This past Fall, this psychic predicted that I would meet someone this Fall and she was absolutely right.
The only drawback, he turned out to be a chubby chaser and gay. He's cute but the more and more I got to know him and found out how promiscuous he is, I was like, "oh fuck, this guy could give me AIDS if I'm not careful" ...
The last time we hung out I flat out told him, "we're not going to have sex" .
And he was like, "why not" ?
I just made up some bullshit excuse like, "I really think its a good idea if we don't hook up because we're both train wrecks ...." , but really in the back of my mind I was thinking, "I really don't want him leaving my herpes on my asshole" .

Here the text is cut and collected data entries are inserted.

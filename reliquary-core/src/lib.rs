//! # Reliquary Core
//!
//! Mutation pipeline for a digital preservation repository.
//!
//! Every change to an item or asset runs through a named
//! [`Transaction`](transaction::Transaction): an ordered list of steps that
//! stage a [`ChangeSet`](change_set::ChangeSet), validate it, record
//! preservation events and persist it under an optimistic lock. Side effects
//! such as derivative generation and backups are queued as background jobs
//! and executed by the [`JobRunner`].
//!
//! ## Architecture
//!
//! - [`ports`]: traits for every external collaborator
//! - [`infra`]: in-memory and local filesystem adapters
//! - [`transaction`]: the step engine
//! - [`steps`] and [`transactions`]: the concrete asset and item pipelines
//! - [`import`]: bulk import with compensation
//! - [`jobs`]: job payloads and the runner

#![allow(missing_docs)]

pub mod change_set;
pub mod collaborators;
pub mod config;
pub mod error;
pub mod import;
pub mod infra;
pub mod jobs;
pub mod ports;
pub mod preservation;
pub mod services;
pub mod state;
pub mod steps;
pub mod transaction;
pub mod transactions;

pub use reliquary_model as model;

pub use change_set::{ChangeSet, ChangeSetError};
pub use collaborators::{Collaborators, CollaboratorsBuilder};
pub use config::{DerivativeConfig, PipelineConfig, RetryConfig};
pub use error::{CoreError, Failure, FailureClass, FailureCode, Result};
pub use import::{BulkImportRecord, BulkImportService, BulkImportState, ImportFailure, ImportSummary};
pub use jobs::{DispatchStatus, JobDispatcher, JobHandle, JobId, JobKind, JobPayload, JobRecord, JobRunner, JobState};
pub use services::Reliquary;
pub use state::{AssetState, FileUpload, ItemState, MutationState};
pub use transaction::{StepResult, Transaction};
pub use transactions::{ResourceTransactions, TransactionName};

There are a couple cute straight men around me that I really like but again, they're straight.
It really sucks being a woman trapped in a mans body.
Why can't these guys see my spiritual vagina? Its there, its warm, comforting, aged, smooth and just waiting for them to park their cars in my driveway, my driveway behind the house that is.
Speaking of psychics, when I was 19, I got a professional reading and she said the reason why I'm gay is because I'm mastering manhood.
The biggest lesson I learned about being a man came from dealing with Lesbians.
When I was younger I never understood why some Lesbians were so mean and acted like complete dicks. So one day I got tired of it and said, "hey, if you're trying to emulate a dude, they're not all complete dicks, you'd know that if you'd ever met a nice one" .
And that right there is why I'm a delusional bitch.